The data:

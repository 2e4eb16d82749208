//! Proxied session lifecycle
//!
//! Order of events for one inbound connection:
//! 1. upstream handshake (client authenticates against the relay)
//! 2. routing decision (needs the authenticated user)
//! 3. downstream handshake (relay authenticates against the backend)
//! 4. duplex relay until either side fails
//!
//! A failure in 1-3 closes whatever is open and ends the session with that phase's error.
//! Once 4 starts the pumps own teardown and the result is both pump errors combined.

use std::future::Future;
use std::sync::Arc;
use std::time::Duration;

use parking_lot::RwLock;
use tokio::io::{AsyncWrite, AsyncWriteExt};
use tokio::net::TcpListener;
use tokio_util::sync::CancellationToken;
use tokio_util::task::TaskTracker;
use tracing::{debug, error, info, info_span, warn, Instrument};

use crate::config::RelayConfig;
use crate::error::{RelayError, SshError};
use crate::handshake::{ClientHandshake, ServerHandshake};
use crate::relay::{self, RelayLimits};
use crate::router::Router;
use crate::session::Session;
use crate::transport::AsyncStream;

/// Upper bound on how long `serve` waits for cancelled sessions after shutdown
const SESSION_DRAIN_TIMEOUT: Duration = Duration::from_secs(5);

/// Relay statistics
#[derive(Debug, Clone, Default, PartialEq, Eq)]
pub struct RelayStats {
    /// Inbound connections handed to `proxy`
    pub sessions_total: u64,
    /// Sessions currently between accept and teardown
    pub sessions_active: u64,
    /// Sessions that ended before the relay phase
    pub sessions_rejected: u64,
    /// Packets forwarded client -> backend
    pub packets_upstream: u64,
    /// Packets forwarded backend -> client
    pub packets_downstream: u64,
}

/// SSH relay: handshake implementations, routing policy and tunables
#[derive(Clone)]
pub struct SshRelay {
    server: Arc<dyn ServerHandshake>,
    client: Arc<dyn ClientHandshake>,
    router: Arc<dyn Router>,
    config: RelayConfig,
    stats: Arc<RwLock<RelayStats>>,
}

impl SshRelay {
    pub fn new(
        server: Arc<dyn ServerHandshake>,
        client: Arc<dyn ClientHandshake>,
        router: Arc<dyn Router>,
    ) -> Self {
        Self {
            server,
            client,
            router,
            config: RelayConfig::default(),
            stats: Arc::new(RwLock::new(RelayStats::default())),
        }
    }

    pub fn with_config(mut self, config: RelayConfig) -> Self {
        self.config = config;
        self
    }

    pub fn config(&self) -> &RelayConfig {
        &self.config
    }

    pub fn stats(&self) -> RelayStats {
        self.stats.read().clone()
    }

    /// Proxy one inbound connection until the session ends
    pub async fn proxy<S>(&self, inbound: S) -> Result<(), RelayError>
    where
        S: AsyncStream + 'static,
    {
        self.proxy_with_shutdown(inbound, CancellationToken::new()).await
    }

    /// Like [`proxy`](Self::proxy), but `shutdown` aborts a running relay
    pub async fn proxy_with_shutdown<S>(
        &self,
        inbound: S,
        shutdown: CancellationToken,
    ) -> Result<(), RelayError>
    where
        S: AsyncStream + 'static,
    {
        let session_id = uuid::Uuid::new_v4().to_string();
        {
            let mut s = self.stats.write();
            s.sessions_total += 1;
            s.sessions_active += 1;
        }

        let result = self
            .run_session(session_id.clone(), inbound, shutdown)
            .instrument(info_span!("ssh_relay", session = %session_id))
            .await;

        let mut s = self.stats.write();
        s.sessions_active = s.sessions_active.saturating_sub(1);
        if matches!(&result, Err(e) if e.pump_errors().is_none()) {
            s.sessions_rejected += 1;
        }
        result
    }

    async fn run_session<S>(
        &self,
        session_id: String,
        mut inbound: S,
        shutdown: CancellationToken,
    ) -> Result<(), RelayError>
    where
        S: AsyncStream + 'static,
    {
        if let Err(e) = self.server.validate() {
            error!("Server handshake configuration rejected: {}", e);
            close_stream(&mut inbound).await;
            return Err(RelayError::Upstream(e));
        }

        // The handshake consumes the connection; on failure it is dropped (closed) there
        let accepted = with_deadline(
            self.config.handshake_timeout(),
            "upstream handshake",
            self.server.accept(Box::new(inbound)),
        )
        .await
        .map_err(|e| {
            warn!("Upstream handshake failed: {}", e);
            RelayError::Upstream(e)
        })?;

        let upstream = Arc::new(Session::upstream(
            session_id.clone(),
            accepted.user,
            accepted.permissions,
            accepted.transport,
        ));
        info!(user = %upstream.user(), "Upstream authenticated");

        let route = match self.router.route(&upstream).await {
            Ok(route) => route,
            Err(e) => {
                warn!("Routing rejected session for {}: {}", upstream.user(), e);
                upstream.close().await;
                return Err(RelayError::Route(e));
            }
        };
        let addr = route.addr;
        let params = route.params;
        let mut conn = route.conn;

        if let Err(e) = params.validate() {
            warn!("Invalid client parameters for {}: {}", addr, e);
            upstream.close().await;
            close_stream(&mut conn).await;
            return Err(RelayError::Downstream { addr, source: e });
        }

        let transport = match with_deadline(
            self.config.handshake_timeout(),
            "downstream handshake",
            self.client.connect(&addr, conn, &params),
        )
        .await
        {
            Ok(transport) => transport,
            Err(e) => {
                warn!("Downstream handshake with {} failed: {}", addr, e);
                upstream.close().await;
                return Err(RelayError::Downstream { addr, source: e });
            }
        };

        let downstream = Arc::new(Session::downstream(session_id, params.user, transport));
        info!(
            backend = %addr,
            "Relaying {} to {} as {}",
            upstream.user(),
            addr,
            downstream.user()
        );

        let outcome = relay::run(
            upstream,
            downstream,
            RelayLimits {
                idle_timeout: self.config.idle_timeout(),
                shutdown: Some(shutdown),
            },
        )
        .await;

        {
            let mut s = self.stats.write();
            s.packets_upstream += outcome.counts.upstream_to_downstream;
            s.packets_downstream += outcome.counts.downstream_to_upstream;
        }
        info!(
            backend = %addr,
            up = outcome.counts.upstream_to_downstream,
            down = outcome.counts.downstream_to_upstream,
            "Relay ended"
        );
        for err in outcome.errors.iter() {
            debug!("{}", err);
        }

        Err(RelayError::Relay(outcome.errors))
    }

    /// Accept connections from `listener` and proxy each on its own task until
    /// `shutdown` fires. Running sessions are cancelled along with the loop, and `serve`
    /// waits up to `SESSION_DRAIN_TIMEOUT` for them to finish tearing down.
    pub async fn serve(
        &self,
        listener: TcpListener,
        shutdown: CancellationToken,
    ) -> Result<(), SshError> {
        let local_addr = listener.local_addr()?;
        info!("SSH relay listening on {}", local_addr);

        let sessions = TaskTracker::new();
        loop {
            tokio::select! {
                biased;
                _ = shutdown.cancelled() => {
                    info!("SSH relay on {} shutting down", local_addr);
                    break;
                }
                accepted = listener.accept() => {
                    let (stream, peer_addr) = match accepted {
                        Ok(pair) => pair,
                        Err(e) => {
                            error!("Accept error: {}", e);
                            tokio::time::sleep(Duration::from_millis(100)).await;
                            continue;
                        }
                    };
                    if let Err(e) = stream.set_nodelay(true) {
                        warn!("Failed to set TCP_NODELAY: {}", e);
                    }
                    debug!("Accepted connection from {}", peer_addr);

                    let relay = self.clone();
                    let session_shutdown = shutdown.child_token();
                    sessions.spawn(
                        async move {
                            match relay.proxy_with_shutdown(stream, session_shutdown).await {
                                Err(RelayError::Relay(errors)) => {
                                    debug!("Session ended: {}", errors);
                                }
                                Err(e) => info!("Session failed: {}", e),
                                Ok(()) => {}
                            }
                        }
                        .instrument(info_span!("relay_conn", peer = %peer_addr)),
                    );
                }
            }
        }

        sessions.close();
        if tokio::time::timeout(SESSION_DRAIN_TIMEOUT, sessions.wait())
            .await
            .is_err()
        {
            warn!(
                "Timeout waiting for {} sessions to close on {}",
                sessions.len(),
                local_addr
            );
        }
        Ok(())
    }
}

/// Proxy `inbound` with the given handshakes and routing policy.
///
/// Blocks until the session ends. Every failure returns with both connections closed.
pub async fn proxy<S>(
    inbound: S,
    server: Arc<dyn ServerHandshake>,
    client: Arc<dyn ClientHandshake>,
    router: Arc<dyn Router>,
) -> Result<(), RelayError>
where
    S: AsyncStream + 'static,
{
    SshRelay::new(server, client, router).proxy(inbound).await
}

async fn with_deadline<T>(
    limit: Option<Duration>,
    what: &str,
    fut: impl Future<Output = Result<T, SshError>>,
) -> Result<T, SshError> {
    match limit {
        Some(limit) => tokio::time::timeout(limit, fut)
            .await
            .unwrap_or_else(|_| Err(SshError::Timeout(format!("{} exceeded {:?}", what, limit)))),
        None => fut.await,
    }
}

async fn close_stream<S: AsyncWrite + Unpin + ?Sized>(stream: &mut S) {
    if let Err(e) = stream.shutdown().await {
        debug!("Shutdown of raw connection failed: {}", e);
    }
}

Exercise description: Return exactly the lines from the beginning of the data above through the one containing "that phase's error.", please. Include both end lines and add nothing else.

Task response:
repository 2e4eb16d82749208
//! Proxied session lifecycle
//!
//! Order of events for one inbound connection:
//! 1. upstream handshake (client authenticates against the relay)
//! 2. routing decision (needs the authenticated user)
//! 3. downstream handshake (relay authenticates against the backend)
//! 4. duplex relay until either side fails
//!
//! A failure in 1-3 closes whatever is open and ends the session with that phase's error.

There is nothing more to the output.